Saved entries:
□ □ □ □ □

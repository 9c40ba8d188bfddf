//! Test helpers for composing input tables in a scratch directory.

use super::*;
use tempfile::TempDir;

/// Header of a thirteen-column table whose feature text sits in `tags`.
pub(super) const WIDE_HEADER: &str = "path,c1,c2,c3,c4,c5,c6,c7,c8,c9,c10,tags,notes";

/// One row of a [`WIDE_HEADER`] table.
pub(super) fn wide_row(identifier: &str, tags: &str) -> String {
    format!("{identifier},1,2,3,4,5,6,7,8,9,10,{tags},ignored words")
}

/// Build a wide table from `(identifier, tags)` pairs.
pub(super) fn wide_table(rows: &[(&str, &str)]) -> String {
    let mut table = format!("{WIDE_HEADER}\n");
    for (identifier, tags) in rows {
        table.push_str(&wide_row(identifier, tags));
        table.push('\n');
    }
    table
}

/// Three rows tagged `超绝` sharing text plus one untagged row.
pub(super) fn tagged_table() -> String {
    wide_table(&[
        ("albums/超绝/a.png", "sunset bay"),
        ("albums/超绝/b.png", "sunset bay"),
        ("albums/超绝/c.png", "sunset bay"),
        ("inbox/d.png", "budget memo"),
    ])
}

/// A scratch directory holding input and output tables.
pub(super) struct Workspace {
    _dir: TempDir,
    root: Utf8PathBuf,
}

impl Workspace {
    pub(super) fn new() -> Self {
        let dir = TempDir::new().expect("tempdir");
        let root = Utf8PathBuf::from_path_buf(dir.path().to_path_buf()).expect("utf-8 workspace");
        Self { _dir: dir, root }
    }

    pub(super) fn path(&self, name: &str) -> Utf8PathBuf {
        self.root.join(name)
    }

    pub(super) fn write(&self, name: &str, contents: &str) -> Utf8PathBuf {
        let path = self.path(name);
        std::fs::write(path.as_std_path(), contents).expect("write input table");
        path
    }

    pub(super) fn read(&self, name: &str) -> String {
        std::fs::read_to_string(self.path(name).as_std_path()).expect("read output table")
    }

    pub(super) fn exists(&self, name: &str) -> bool {
        self.path(name).as_std_path().exists()
    }

    /// Run the CLI as `prefscore <args...>`.
    pub(super) fn run(&self, args: &[&str]) -> Result<ScoreSummary, CliError> {
        let argv = std::iter::once("prefscore".to_owned())
            .chain(args.iter().map(|arg| (*arg).to_owned()));
        run_from(argv)
    }

    /// Run the CLI as `prefscore <input> <output>` within this workspace.
    pub(super) fn score(&self, input: &str, output: &str) -> Result<ScoreSummary, CliError> {
        let input_path = self.path(input);
        let output_path = self.path(output);
        self.run(&[input_path.as_str(), output_path.as_str()])
    }
}

/// Parse a written table back into its header and rows.
pub(super) fn parse_output(contents: &str) -> (Vec<String>, Vec<Vec<String>>) {
    let body = contents
        .strip_prefix('\u{feff}')
        .expect("output starts with a byte-order mark");
    let mut reader = csv::ReaderBuilder::new()
        .flexible(true)
        .from_reader(body.as_bytes());
    let headers = reader
        .headers()
        .expect("output header")
        .iter()
        .map(str::to_owned)
        .collect();
    let rows = reader
        .records()
        .map(|record| {
            record
                .expect("output record")
                .iter()
                .map(str::to_owned)
                .collect()
        })
        .collect();
    (headers, rows)
}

□ □ □ □ □

**WORK ORDER**
Write out the data above once more, exactly as it stands.

**ANSWER SPACE**
repository 9c40ba8d188bfddf
//! Test helpers for composing input tables in a scratch directory.

use super::*;
use tempfile::TempDir;

/// Header of a thirteen-column table whose feature text sits in `tags`.
pub(super) const WIDE_HEADER: &str = "path,c1,c2,c3,c4,c5,c6,c7,c8,c9,c10,tags,notes";

/// One row of a [`WIDE_HEADER`] table.
pub(super) fn wide_row(identifier: &str, tags: &str) -> String {
    format!("{identifier},1,2,3,4,5,6,7,8,9,10,{tags},ignored words")
}

/// Build a wide table from `(identifier, tags)` pairs.
pub(super) fn wide_table(rows: &[(&str, &str)]) -> String {
    let mut table = format!("{WIDE_HEADER}\n");
    for (identifier, tags) in rows {
        table.push_str(&wide_row(identifier, tags));
        table.push('\n');
    }
    table
}

/// Three rows tagged `超绝` sharing text plus one untagged row.
pub(super) fn tagged_table() -> String {
    wide_table(&[
        ("albums/超绝/a.png", "sunset bay"),
        ("albums/超绝/b.png", "sunset bay"),
        ("albums/超绝/c.png", "sunset bay"),
        ("inbox/d.png", "budget memo"),
    ])
}

/// A scratch directory holding input and output tables.
pub(super) struct Workspace {
    _dir: TempDir,
    root: Utf8PathBuf,
}

impl Workspace {
    pub(super) fn new() -> Self {
        let dir = TempDir::new().expect("tempdir");
        let root = Utf8PathBuf::from_path_buf(dir.path().to_path_buf()).expect("utf-8 workspace");
        Self { _dir: dir, root }
    }

    pub(super) fn path(&self, name: &str) -> Utf8PathBuf {
        self.root.join(name)
    }

    pub(super) fn write(&self, name: &str, contents: &str) -> Utf8PathBuf {
        let path = self.path(name);
        std::fs::write(path.as_std_path(), contents).expect("write input table");
        path
    }

    pub(super) fn read(&self, name: &str) -> String {
        std::fs::read_to_string(self.path(name).as_std_path()).expect("read output table")
    }

    pub(super) fn exists(&self, name: &str) -> bool {
        self.path(name).as_std_path().exists()
    }

    /// Run the CLI as `prefscore <args...>`.
    pub(super) fn run(&self, args: &[&str]) -> Result<ScoreSummary, CliError> {
        let argv = std::iter::once("prefscore".to_owned())
            .chain(args.iter().map(|arg| (*arg).to_owned()));
        run_from(argv)
    }

    /// Run the CLI as `prefscore <input> <output>` within this workspace.
    pub(super) fn score(&self, input: &str, output: &str) -> Result<ScoreSummary, CliError> {
        let input_path = self.path(input);
        let output_path = self.path(output);
        self.run(&[input_path.as_str(), output_path.as_str()])
    }
}

/// Parse a written table back into its header and rows.
pub(super) fn parse_output(contents: &str) -> (Vec<String>, Vec<Vec<String>>) {
    let body = contents
        .strip_prefix('\u{feff}')
        .expect("output starts with a byte-order mark");
    let mut reader = csv::ReaderBuilder::new()
        .flexible(true)
        .from_reader(body.as_bytes());
    let headers = reader
        .headers()
        .expect("output header")
        .iter()
        .map(str::to_owned)
        .collect();
    let rows = reader
        .records()
        .map(|record| {
            record
                .expect("output record")
                .iter()
                .map(str::to_owned)
                .collect()
        })
        .collect();
    (headers, rows)
}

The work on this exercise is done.